[Stored items]
════════════════════

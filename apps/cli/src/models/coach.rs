use serde::{Deserialize, Serialize};

/// One turn of the coach conversation.
#[derive(Debug, Clone, Serialize, Deserialize)]
pub struct ChatMessage {
    pub role: String,
    pub content: String,
}

impl ChatMessage {
    pub fn user(content: impl Into<String>) -> Self {
        Self {
            role: "user".to_string(),
            content: content.into(),
        }
    }

    pub fn assistant(content: impl Into<String>) -> Self {
        Self {
            role: "assistant".to_string(),
            content: content.into(),
        }
    }
}

/// Body for `POST /coach`: the full transcript, newest message last.
#[derive(Debug, Clone, Serialize)]
pub struct CoachRequest {
    pub messages: Vec<ChatMessage>,
}

/// Coach reply. `sources` entries have varied by backend iteration
/// (bare URL strings or `{title, url}` objects), so they are kept as raw
/// JSON values and unpacked at render time.
#[derive(Debug, Clone, Default, Deserialize)]
pub struct CoachResponse {
    #[serde(default)]
    pub reply: String,
    #[serde(default)]
    pub sources: Vec<serde_json::Value>,
    #[serde(default)]
    pub next_steps: Vec<String>,
    #[serde(default)]
    pub market_data: serde_json::Value,
}

impl CoachResponse {
    /// Renders a source entry as display text, whatever shape it arrived in.
    pub fn source_label(source: &serde_json::Value) -> Option<String> {
        if let Some(s) = source.as_str() {
            return Some(s.to_string());
        }
        let title = source.get("title").and_then(|v| v.as_str());
        let url = source.get("url").and_then(|v| v.as_str());
        match (title, url) {
            (Some(t), Some(u)) => Some(format!("{t} - {u}")),
            (Some(t), None) => Some(t.to_string()),
            (None, Some(u)) => Some(u.to_string()),
            (None, None) => None,
        }
    }
}

#[cfg(test)]
mod tests {
    use super::*;
    use serde_json::json;

    #[test]
    fn test_source_label_string_form() {
        assert_eq!(
            CoachResponse::source_label(&json!("https://example.com")),
            Some("https://example.com".to_string())
        );
    }

    #[test]
    fn test_source_label_object_form() {
        let source = json!({"title": "Salary Guide", "url": "https://example.com/guide"});
        assert_eq!(
            CoachResponse::source_label(&source),
            Some("Salary Guide - https://example.com/guide".to_string())
        );
    }

    #[test]
    fn test_source_label_unusable_shape() {
        assert_eq!(CoachResponse::source_label(&json!(42)), None);
    }

    #[test]
    fn test_response_tolerates_missing_fields() {
        let resp: CoachResponse = serde_json::from_str(r#"{"reply": "hi"}"#).unwrap();
        assert_eq!(resp.reply, "hi");
        assert!(resp.sources.is_empty());
        assert!(resp.market_data.is_null());
    }
}
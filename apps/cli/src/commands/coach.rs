//! Career-coach flow: a conversational loop. History lives in-process for
//! the life of the session, as it did in the web page's component state.
//! Replies go through the formatter: structured mode when the backend
//! honors the heading contract, simple mode otherwise.

use std::io::{BufRead, Write};

use colored::Colorize;

use crate::errors::AppError;
use crate::models::coach::{ChatMessage, CoachRequest, CoachResponse};
use crate::render;
use crate::state::AppState;
use crate::text::format::{format_blocks, format_sections, has_known_header};

pub struct CoachArgs {
    /// One-shot question; omitting it starts the interactive loop.
    pub message: Option<String>,
}

pub async fn run(state: &AppState, args: CoachArgs) -> Result<(), AppError> {
    let mut history: Vec<ChatMessage> = Vec::new();

    if let Some(message) = args.message {
        return ask(state, &mut history, message).await;
    }

    println!(
        "{} Ask about roles, salaries, or career moves. Type {} to leave.\n",
        "Pathio career coach.".cyan().bold(),
        "quit".bold()
    );

    let stdin = std::io::stdin();
    loop {
        print!("{} ", "you:".bold());
        std::io::stdout().flush()?;

        let mut line = String::new();
        if stdin.lock().read_line(&mut line)? == 0 {
            break; // EOF
        }
        let message = line.trim().to_string();
        if message.is_empty() {
            continue;
        }
        if message.eq_ignore_ascii_case("quit") || message.eq_ignore_ascii_case("exit") {
            break;
        }

        // A failed turn is reported inline and the loop continues; the
        // conversation so far is untouched.
        if let Err(e) = ask(state, &mut history, message).await {
            render::print_error(&e.user_message());
            tracing::error!("Coach turn failed: {e}");
        }
    }
    Ok(())
}

async fn ask(
    state: &AppState,
    history: &mut Vec<ChatMessage>,
    message: String,
) -> Result<(), AppError> {
    let mut messages = history.clone();
    messages.push(ChatMessage::user(message.clone()));
    let request = CoachRequest { messages };

    let pb = render::spinner("Thinking...");
    let result = state.api.coach(&request).await;
    pb.finish_and_clear();
    let response = result?;

    print_reply(&response);

    history.push(ChatMessage::user(message));
    history.push(ChatMessage::assistant(response.reply));
    Ok(())
}

fn print_reply(response: &CoachResponse) {
    println!();
    if has_known_header(&response.reply) {
        render::print_sections(&format_sections(&response.reply));
    } else {
        render::print_blocks(&format_blocks(Some(&response.reply)));
        println!();
    }

    if !response.next_steps.is_empty() {
        println!("{}", "Next steps:".cyan().bold());
        for (i, step) in response.next_steps.iter().enumerate() {
            println!("  {}. {step}", i + 1);
        }
        println!();
    }

    let labels: Vec<String> = response
        .sources
        .iter()
        .filter_map(CoachResponse::source_label)
        .collect();
    if !labels.is_empty() {
        println!("{}", "Sources:".bold());
        for label in labels {
            println!("  {label}");
        }
        println!();
    }
}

════════════════════

Task requirements. Look over the records. Copy the lines that include the word "https".

Task output.
            CoachResponse::source_label(&json!("https://example.com")),
            Some("https://example.com".to_string())
        let source = json!({"title": "Salary Guide", "url": "https://example.com/guide"});
            Some("Salary Guide - https://example.com/guide".to_string())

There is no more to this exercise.